Classical music is usually reserved for the larger, more opulent Indianapolis music venues. Huge orchestras need huge spaces to play in, and the graceful architecture and vast scope of Indianapolis theaters like Clowes Memorial Hall, Hilbert Circle Theatre, and even the amphitheater at the Conner Prairie Living History Museum are usually the best choices to house these multi-member ensembles. Despite all its pomp and grandeur, classical music still has a strong foundation in the basic building blocks of music: rhythm, melody, and tempo, all three of which can be performed without the benefit of a full orchestra. In fact, sometimes the music is more elegant when reduced to its essentials, as you’ll see if you decide to attend the most recent installment of the 2011 Grand Encounters Series, featuring Grace Fong and Jun Iwasaki at the Eugene and Marilyn Glick Indiana History Center on Sunday, March 6, 2011 in Indianapolis.
|Video of Jun Iwasaki performing Tchaikovsky’s Second Concerto with Caroline Milot andthe Zsolt Bognar orchestra; Jun Iwasaki will be performing in Indianapolis with his wife, Grace Fong|
Grace Fong and Jun Iwasaki are a husband and wife duo who have more than paid their dues in classical music circles; each has played all over the world and has won numerous awards for their craft. Grace Fong is a chamber musician, soloist, and concert soloist who primarily plays the piano. She has performed for a number of prestigious companies around the world, including the Indianapolis Symphony Orchestra, the Polish Chamber Orchestra, the Music Academy of the West Festival Orchestra, the Shreveport Symphony, the Indianapolis Chamber Orchestra, and many, many others. Along the way, she’s appeared in countless media broadcasts (though none in Indianapolis media), from KUSC 91.5 FM in Los Angeles to a piece for “Performance Today” on National Public Radio.

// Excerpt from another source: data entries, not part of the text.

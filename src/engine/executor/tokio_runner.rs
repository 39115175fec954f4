//! Default [`ProcessRunner`] backed by `tokio::process`.
//!
//! Output pipes are drained on the runtime while the caller blocks on the
//! join, so a chatty process cannot stall on a full pipe.

use std::io;
use std::process::{ExitStatus, Stdio};
use std::time::Duration;

use tokio::io::{AsyncRead, AsyncReadExt};
use tokio::process::{Child, Command};
use tokio::runtime::{Handle, Runtime};
use tokio::task::JoinHandle;

use super::{JoinOutcome, OutputSink, ProcessHandle, ProcessRunner, ProcessSpec};
use crate::error::{DockhandError, ExecutionError};

/// Status reported for a process that ended without an exit code.
const SIGNALLED_STATUS: i32 = -1;

/// Runs processes on a dedicated tokio runtime.
///
/// The blocking join must not be called from within an async context.
pub struct TokioProcessRunner {
    runtime: Runtime,
}

impl TokioProcessRunner {
    /// Create a runner with its own multi-threaded runtime.
    ///
    /// # Errors
    ///
    /// Returns `ExecutionError::RuntimeCreationFailed` if the runtime cannot
    /// be built.
    pub fn new() -> Result<Self, DockhandError> {
        let runtime = tokio::runtime::Builder::new_multi_thread()
            .worker_threads(2)
            .enable_all()
            .build()
            .map_err(|e| {
                DockhandError::from(ExecutionError::RuntimeCreationFailed {
                    message: e.to_string(),
                })
            })?;
        Ok(Self { runtime })
    }
}

impl ProcessRunner for TokioProcessRunner {
    fn start(
        &self,
        spec: &ProcessSpec,
        stdout: OutputSink,
        stderr: OutputSink,
    ) -> io::Result<Box<dyn ProcessHandle>> {
        let Some((program, args)) = spec.argv.split_first() else {
            return Err(io::Error::new(io::ErrorKind::InvalidInput, "empty argv"));
        };

        let mut command = Command::new(program);
        command
            .args(args)
            .envs(&spec.env)
            .stdin(Stdio::null())
            .stdout(Stdio::piped())
            .stderr(Stdio::piped())
            .kill_on_drop(true);
        if let Some(ref dir) = spec.workdir {
            command.current_dir(dir);
        }

        let handle = self.runtime.handle().clone();
        let mut child = {
            let _context = handle.enter();
            command.spawn()?
        };

        let mut pumps = Vec::with_capacity(2);
        if let Some(pipe) = child.stdout.take() {
            pumps.push(handle.spawn(drain(pipe, stdout)));
        }
        if let Some(pipe) = child.stderr.take() {
            pumps.push(handle.spawn(drain(pipe, stderr)));
        }

        Ok(Box::new(TokioProcessHandle {
            handle,
            child,
            pumps,
        }))
    }
}

struct TokioProcessHandle {
    handle: Handle,
    child: Child,
    pumps: Vec<JoinHandle<io::Result<()>>>,
}

impl ProcessHandle for TokioProcessHandle {
    fn join_with_timeout(&mut self, timeout: Duration) -> io::Result<JoinOutcome> {
        let handle = self.handle.clone();
        handle.block_on(wait_with_timeout(&mut self.child, &mut self.pumps, timeout))
    }
}

async fn wait_with_timeout(
    child: &mut Child,
    pumps: &mut Vec<JoinHandle<io::Result<()>>>,
    timeout: Duration,
) -> io::Result<JoinOutcome> {
    // The deadline covers the output pipes too: a detached grandchild can
    // hold them open after the direct child exits.
    let finished = tokio::time::timeout(timeout, wait_and_collect(child, pumps)).await;
    match finished {
        Ok(status) => Ok(JoinOutcome::Exited(exit_code(status?))),
        Err(_elapsed) => {
            if matches!(child.try_wait(), Ok(None))
                && let Err(error) = child.start_kill()
            {
                tracing::warn!(%error, "failed to kill timed-out process");
            }
            for pump in pumps.drain(..) {
                pump.abort();
            }
            Ok(JoinOutcome::TimedOut)
        }
    }
}

async fn wait_and_collect(
    child: &mut Child,
    pumps: &mut Vec<JoinHandle<io::Result<()>>>,
) -> io::Result<ExitStatus> {
    let status = child.wait().await?;
    for pump in pumps.iter_mut() {
        pump.await.map_err(io::Error::other)??;
    }
    pumps.clear();
    Ok(status)
}

async fn drain<P>(mut pipe: P, sink: OutputSink) -> io::Result<()>
where
    P: AsyncRead + Unpin,
{
    let mut buffer = Vec::new();
    pipe.read_to_end(&mut buffer).await?;
    sink.write(&buffer);
    Ok(())
}

fn exit_code(status: ExitStatus) -> i32 {
    status.code().unwrap_or(SIGNALLED_STATUS)
}
//! Host path to engine path translation.
//!
//! The engine CLI on a Windows host expects mount sources and working
//! directories in a rooted, colon-free form (`c:/data` becomes `/c/data`).
//! On other hosts paths pass through untouched.

use std::fmt;

use clap::ValueEnum;
use serde::{Deserialize, Serialize};

/// Path syntax accepted by the engine CLI on the target host.
#[derive(Debug, Clone, Copy, Default, PartialEq, Eq, ValueEnum, Serialize, Deserialize)]
#[serde(rename_all = "lowercase")]
pub enum PathStyle {
    /// Paths are passed through unchanged.
    #[default]
    Posix,
    /// Drive-letter colons are stripped and multi-segment paths are rooted.
    Windows,
}

impl PathStyle {
    /// Return the style matching the platform this binary was built for.
    #[must_use]
    pub const fn host() -> Self {
        if cfg!(windows) {
            Self::Windows
        } else {
            Self::Posix
        }
    }

    /// Translate a host path into the syntax the engine CLI expects.
    ///
    /// Translation is total and idempotent.
    #[must_use]
    pub fn translate(self, path: &str) -> EnginePath {
        match self {
            Self::Posix => EnginePath(String::from(path)),
            Self::Windows => EnginePath(windows_engine_path(path)),
        }
    }
}

/// A path that has already been translated for the engine CLI.
///
/// Only [`PathStyle::translate`] constructs this type, so argument assembly
/// cannot receive a path that skipped translation.
#[derive(Debug, Clone, PartialEq, Eq)]
pub struct EnginePath(String);

impl EnginePath {
    /// Borrow the translated path.
    #[must_use]
    pub fn as_str(&self) -> &str {
        &self.0
    }

    /// Consume the wrapper and return the translated path.
    #[must_use]
    pub fn into_string(self) -> String {
        self.0
    }
}

impl fmt::Display for EnginePath {
    fn fmt(&self, f: &mut fmt::Formatter<'_>) -> fmt::Result {
        f.write_str(&self.0)
    }
}

fn windows_engine_path(path: &str) -> String {
    let stripped: String = path.chars().filter(|&c| c != ':').collect();
    if !stripped.starts_with('/') && stripped.contains('/') {
        format!("/{stripped}")
    } else {
        stripped
    }
}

|Video of Grace Fong and accompanying violinist Chee-Yun performing Sonata #1 by Camille Saint Saens during the 2009 Innsbrook Institute; Grace Fong will be playing with her husband, Jun Iwasaki, in Indianapolis|
Grace Fong has also proved her worth with awards and grants, most notably her 2009 Christel deHaan Classical Fellowship, awarded by the American Pianists Association after a rigorous year and a half of performances in the Circle City; she was the first female winner of the fellowship in twelve years. Other awards earned by Dr. Fong include the Grand Prize in piano from the National Foundation for the Advancement of the Arts and top prize at the Music Academy of the West Concerto Competition. A prolific educator, Grace Fong is currently the Director of Keyboard Studies at the Chapman University Conservatory of Music, faculty at Claremont Graduate University, and has held guest educator roles at the New Hampshire Music Festival, the Salt Spring Piano Festival, and the Sitka Chamber Music Festival.
|Video of classical pianist Grace Fong performing Mozart’s K. 467 with the Halle Orchestra in the United Kingdom; Grace Fong and Jun Iwasaki will be performing in Indianapolis March 6|
But Grace Fong isn’t the only accomplished musician who will be performing at the Indiana History Center as part of the 2011 Grand Encounters series. Her husband, Jun Iwasaki, is currently the concertmaster of the Oregon Symphony Orchestra, a post he’s held since 2007. Iwasaki has been playing violin since the age of five, and he had his first professional solo performance (with the Peoria Symphony Orchestra) at the age of twelve. He earned his bachelor’s and master’s degrees from the Cleveland Institute of Music, and has played almost as many festivals and events as Dr. Fong, including the Mainly Mozart Festival, the Okinawa Moonbeach festival, the New York String Seminar, and many others. He’s also performed with several other professional companies, including the Rome Philharmonic (in Rome, Georgia), the Cleveland Pops Orchestra, the Richardson Symphony Orchestra, and prior to his spot as concertmaster of the Oregon Symphony he was the concertmaster of the Canton Symphony Orchestra.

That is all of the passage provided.